A Coisa que Espreita

Paulo nunca fora uma pessoa supersticiosa ou que acreditava em qualquer coisa que não pudesse ser explicada pela razão. Na verdade orgulhara-se muito de não agir assim. Entretanto, havia semanas que alguém, ou alguma coisa, parecia estar querendo por isso a prova.

 Faziam dias que ele sentia que algo o espreitava, uma presença densa, monstruosa, uma espécie de pesadelo errante. Ele não sabia como sabia disso, mas era como se uma voz em sua mente o alertasse de um perigo eminente, implorando-lhe para ser cauteloso. Claro que, no começo, ele ignorou tais bobagens, mas as sensações foram ficando cada vez mais e mais fortes, como se a tal coisa estivesse a aproximar-se.

 Ele nunca a via, entretanto, quando estava sozinho, a senti observando-o, como se aquela criatura sem nome e sem rosto estivesse a apenas um metro de distância. Isso o deixava inquieto, nervoso. Os seus amigos e colegas de trabalho perceberam a mudança e tentaram ajudar-lhe, mas Paulo, por mais que se sentisse grato pelo apoio de todos, não podia explicar da causa de sua angustia e então desconversava, alegando sempre tratar-se de problemas pessoais que o estavam afetando.

 Mas as sensações permaneciam. Ele sempre sentia alguma coisa a observar-lhe. De inicio, isso acontecia quando estava sozinho, mas aquela criatura que o espreitava, fosse o que fosse, tornara-se mais obsessiva e começou a segui-lo por toda parte. Fosse em um cinema, restaurante ou no trabalho, Paulo sempre sentia-se observado. Era como se essa criatura tivesse se tornado sua sombra, acompanhando-o por toda parte.

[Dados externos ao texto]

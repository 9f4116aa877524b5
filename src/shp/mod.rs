//! Shapefile reading.
//!
//! A located target (usually the `.shx` index) names a shapefile set; the
//! sibling `.shp` geometry file and `.dbf` attribute table are read together
//! with the `shapefile` crate and each record becomes a [`RawRecord`]:
//! ordered attributes plus a GeoJSON geometry.

mod geometry;
mod reader;

pub use geometry::to_geojson;
pub use reader::{RawRecord, field_names, for_each_record};
use std::sync::Mutex;
use std::sync::atomic::{AtomicUsize, Ordering};
use std::time::Duration;

use rdkafka::client::ClientContext;
use rdkafka::config::ClientConfig;
use rdkafka::error::{KafkaError, RDKafkaErrorCode};
use rdkafka::producer::{BaseRecord, DeliveryResult, Producer, ProducerContext, ThreadedProducer};
use rdkafka::util::Timeout;
use tracing::{debug, warn};

use super::MessageBus;
use crate::error::{PipelineError, Result};

/// Wait before re-enqueueing when librdkafka's local queue is full.
const QUEUE_FULL_BACKOFF: Duration = Duration::from_millis(50);

/// Counts failed deliveries reported by the producer's background thread.
#[derive(Default)]
struct DeliveryTracker {
    failed: AtomicUsize,
    last_error: Mutex<Option<String>>,
}

impl ClientContext for DeliveryTracker {}

impl ProducerContext for DeliveryTracker {
    type DeliveryOpaque = ();

    fn delivery(&self, result: &DeliveryResult<'_>, _: Self::DeliveryOpaque) {
        if let Err((err, _)) = result {
            self.failed.fetch_add(1, Ordering::Relaxed);
            if let Ok(mut last) = self.last_error.lock() {
                *last = Some(err.to_string());
            }
        }
    }
}

/// Kafka producer.
///
/// Messages carry no key. The producer runs with `acks=all` and idempotence
/// enabled; resending failed messages is left to librdkafka's own retry
/// settings.
pub struct KafkaBus {
    producer: ThreadedProducer<DeliveryTracker>,
    flush_timeout: Duration,
}

impl KafkaBus {
    pub fn new(bootstrap_servers: &str, flush_timeout: Duration) -> Result<Self, KafkaError> {
        let producer = ClientConfig::new()
            .set("bootstrap.servers", bootstrap_servers)
            .set("acks", "all")
            .set("enable.idempotence", "true")
            .create_with_context(DeliveryTracker::default())?;

        Ok(Self {
            producer,
            flush_timeout,
        })
    }
}

impl MessageBus for KafkaBus {
    fn send(&self, topic: &str, payload: &[u8]) -> Result<()> {
        let mut record = BaseRecord::<(), [u8]>::to(topic).payload(payload);
        loop {
            match self.producer.send(record) {
                Ok(()) => return Ok(()),
                Err((KafkaError::MessageProduction(RDKafkaErrorCode::QueueFull), rejected)) => {
                    debug!("Producer queue full, waiting");
                    record = rejected;
                    std::thread::sleep(QUEUE_FULL_BACKOFF);
                }
                Err((err, _)) => {
                    return Err(PipelineError::Publish {
                        failed: 1,
                        reason: err.to_string(),
                    });
                }
            }
        }
    }

    fn flush(&self) -> Result<()> {
        let flushed = self.producer.flush(Timeout::After(self.flush_timeout));
        let tracker = self.producer.context();
        let failed = tracker.failed.swap(0, Ordering::Relaxed);
        let last_error = tracker
            .last_error
            .lock()
            .ok()
            .and_then(|mut last| last.take());

        if let Err(err) = flushed {
            let in_flight = self.producer.in_flight_count().max(0) as usize;
            warn!(error = %err, in_flight, "Producer flush did not complete");
            return Err(PipelineError::Publish {
                failed: failed + in_flight,
                reason: err.to_string(),
            });
        }
        if failed > 0 {
            return Err(PipelineError::Publish {
                failed,
                reason: last_error.unwrap_or_else(|| "delivery failed".to_string()),
            });
        }
        Ok(())
    }
}
use std::fs;
use std::io::ErrorKind;
use std::path::{Path, PathBuf};

use tracing::{debug, warn};

use crate::error::{PipelineError, Result};

/// Request-scoped scratch directory.
///
/// The directory is removed exactly once: by [`Workspace::destroy`] or, if
/// the workspace is dropped on an early return, by `Drop`.
#[derive(Debug)]
pub struct Workspace {
    path: PathBuf,
    destroyed: bool,
}

impl Workspace {
    /// Create `<root>/archive-processor-<request_id>`.
    ///
    /// Fails if the directory already exists, so two requests can never share
    /// a workspace.
    ///
    /// # Arguments
    ///
    /// * `root` - Parent directory, created if missing
    /// * `request_id` - Single path component naming the workspace
    ///
    /// # Returns
    ///
    /// The new workspace, or `PipelineError::Workspace` if the id is path-like
    /// or the directory cannot be created.
    pub fn create(root: &Path, request_id: &str) -> Result<Self> {
        if request_id.is_empty()
            || request_id == "."
            || request_id == ".."
            || request_id.contains(['/', '\\'])
        {
            return Err(PipelineError::Workspace(format!(
                "invalid request id '{request_id}'"
            )));
        }

        fs::create_dir_all(root).map_err(|e| {
            PipelineError::Workspace(format!("cannot create {}: {e}", root.display()))
        })?;

        let path = root.join(format!("archive-processor-{request_id}"));
        fs::create_dir(&path).map_err(|e| match e.kind() {
            ErrorKind::AlreadyExists => {
                PipelineError::Workspace(format!("{} already exists", path.display()))
            }
            _ => PipelineError::Workspace(format!("cannot create {}: {e}", path.display())),
        })?;

        debug!(path = %path.display(), "Temporary directory created");
        Ok(Self {
            path,
            destroyed: false,
        })
    }

    /// Absolute location of the workspace directory.
    pub fn path(&self) -> &Path {
        &self.path
    }

    /// Recursively remove the directory tree.
    pub fn destroy(mut self) -> Result<()> {
        self.destroyed = true;
        remove(&self.path)
    }
}

impl Drop for Workspace {
    fn drop(&mut self) {
        if !self.destroyed {
            self.destroyed = true;
            if let Err(e) = remove(&self.path) {
                warn!(error = %e, "Failed to clean up workspace");
            }
        }
    }
}

fn remove(path: &Path) -> Result<()> {
    match fs::remove_dir_all(path) {
        Ok(()) => {
            debug!(path = %path.display(), "Temporary directory removed");
            Ok(())
        }
        Err(e) if e.kind() == ErrorKind::NotFound => Ok(()),
        Err(e) => Err(PipelineError::Workspace(format!(
            "cannot remove {}: {e}",
            path.display()
        ))),
    }
}
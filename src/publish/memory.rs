use std::sync::Mutex;

use super::MessageBus;
use crate::error::{PipelineError, Result};

#[derive(Default)]
struct State {
    pending: Vec<(String, Vec<u8>)>,
    delivered: Vec<(String, Vec<u8>)>,
    flushes: usize,
}

/// In-process bus: messages become visible once flushed.
#[derive(Default)]
pub struct MemoryBus {
    state: Mutex<State>,
    reject: bool,
}

impl MemoryBus {
    pub fn new() -> Self {
        Self::default()
    }

    /// A bus on which every delivery fails at flush time.
    pub fn rejecting() -> Self {
        Self {
            reject: true,
            ..Self::default()
        }
    }

    /// Delivered `(topic, payload)` pairs, in send order.
    pub fn messages(&self) -> Vec<(String, Vec<u8>)> {
        self.lock().delivered.clone()
    }

    /// Messages sent but not yet flushed.
    pub fn pending(&self) -> usize {
        self.lock().pending.len()
    }

    pub fn flush_count(&self) -> usize {
        self.lock().flushes
    }

    fn lock(&self) -> std::sync::MutexGuard<'_, State> {
        self.state.lock().unwrap_or_else(|poisoned| poisoned.into_inner())
    }
}

impl MessageBus for MemoryBus {
    fn send(&self, topic: &str, payload: &[u8]) -> Result<()> {
        self.lock().pending.push((topic.to_string(), payload.to_vec()));
        Ok(())
    }

    fn flush(&self) -> Result<()> {
        let mut state = self.lock();
        state.flushes += 1;
        let pending = std::mem::take(&mut state.pending);
        if self.reject && !pending.is_empty() {
            return Err(PipelineError::Publish {
                failed: pending.len(),
                reason: "delivery rejected".to_string(),
            });
        }
        state.delivered.extend(pending);
        Ok(())
    }
}
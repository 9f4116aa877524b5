use std::path::{Path, PathBuf};

use tracing::warn;
use walkdir::WalkDir;

use crate::error::{PipelineError, Result};

/// Walk `root` and return the paths of files whose name is one of `targets`.
///
/// Every target must match exactly one file; a missing target or a duplicate
/// copy fails with [`PipelineError::MissingFiles`]. Paths are returned in
/// file-name walk order.
pub fn locate(root: &Path, targets: &[String], archive_name: &str) -> Result<Vec<PathBuf>> {
    let found: Vec<PathBuf> = WalkDir::new(root)
        .sort_by_file_name()
        .into_iter()
        .filter_map(|entry| entry.ok())
        .filter(|entry| entry.file_type().is_file())
        .filter(|entry| {
            entry
                .file_name()
                .to_str()
                .is_some_and(|name| targets.iter().any(|target| target == name))
        })
        .map(|entry| entry.into_path())
        .collect();

    let each_once = targets.iter().all(|target| {
        found
            .iter()
            .filter(|path| path.file_name().and_then(|n| n.to_str()) == Some(target.as_str()))
            .count()
            == 1
    });

    if found.len() != targets.len() || !each_once {
        let err = PipelineError::MissingFiles {
            archive: archive_name.to_string(),
            expected: targets.to_vec(),
            found: found.iter().map(|p| p.display().to_string()).collect(),
        };
        warn!(error = %err, "Unexpected archive content");
        return Err(err);
    }

    Ok(found)
}

#[cfg(test)]
mod tests {
    use super::*;
    use std::fs;

    fn touch(root: &Path, relative: &str) {
        let path = root.join(relative);
        fs::create_dir_all(path.parent().unwrap()).unwrap();
        fs::write(path, b"").unwrap();
    }

    fn targets(names: &[&str]) -> Vec<String> {
        names.iter().map(|s| s.to_string()).collect()
    }

    #[test]
    fn finds_targets_anywhere_in_tree() {
        let dir = tempfile::tempdir().unwrap();
        touch(dir.path(), "a/b/SoilAttr_LUCAS_2009.shx");
        touch(dir.path(), "a/b/SoilAttr_LUCAS_2009.shp");
        touch(dir.path(), "other/Soil.shx");

        let found = locate(
            dir.path(),
            &targets(&["SoilAttr_LUCAS_2009.shx", "Soil.shx"]),
            "a.zip",
        )
        .unwrap();
        assert_eq!(
            found,
            vec![
                dir.path().join("a/b/SoilAttr_LUCAS_2009.shx"),
                dir.path().join("other/Soil.shx"),
            ]
        );
    }

    #[test]
    fn missing_target_fails() {
        let dir = tempfile::tempdir().unwrap();
        touch(dir.path(), "readme.txt");

        let err = locate(dir.path(), &targets(&["SoilAttr_LUCAS_2009.shx"]), "a.zip").unwrap_err();
        assert!(matches!(err, PipelineError::MissingFiles { ref found, .. } if found.is_empty()));
        assert_eq!(err.status(), reqwest::StatusCode::BAD_REQUEST);
    }

    #[test]
    fn duplicate_target_fails() {
        let dir = tempfile::tempdir().unwrap();
        touch(dir.path(), "v1/SoilAttr_LUCAS_2009.shx");
        touch(dir.path(), "v2/SoilAttr_LUCAS_2009.shx");

        let err = locate(dir.path(), &targets(&["SoilAttr_LUCAS_2009.shx"]), "a.zip").unwrap_err();
        assert!(matches!(err, PipelineError::MissingFiles { ref found, .. } if found.len() == 2));
    }

    #[test]
    fn duplicate_cannot_stand_in_for_missing_target() {
        let dir = tempfile::tempdir().unwrap();
        touch(dir.path(), "v1/A.shx");
        touch(dir.path(), "v2/A.shx");

        let err = locate(dir.path(), &targets(&["A.shx", "B.shx"]), "a.zip").unwrap_err();
        assert!(matches!(err, PipelineError::MissingFiles { .. }));
    }
}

 O mais angustiante era que ele nunca a via, apenas a sentia, sempre espreitando de algum ponto cego, mas mesmo assim muito próximo. Isso o fazia lembrar aqueles desenhos animados, aonde um personagem se escondia atrás do outro e sempre se movia quando este virava-se. Nos desenhos, era engraçado, mas na vida real não.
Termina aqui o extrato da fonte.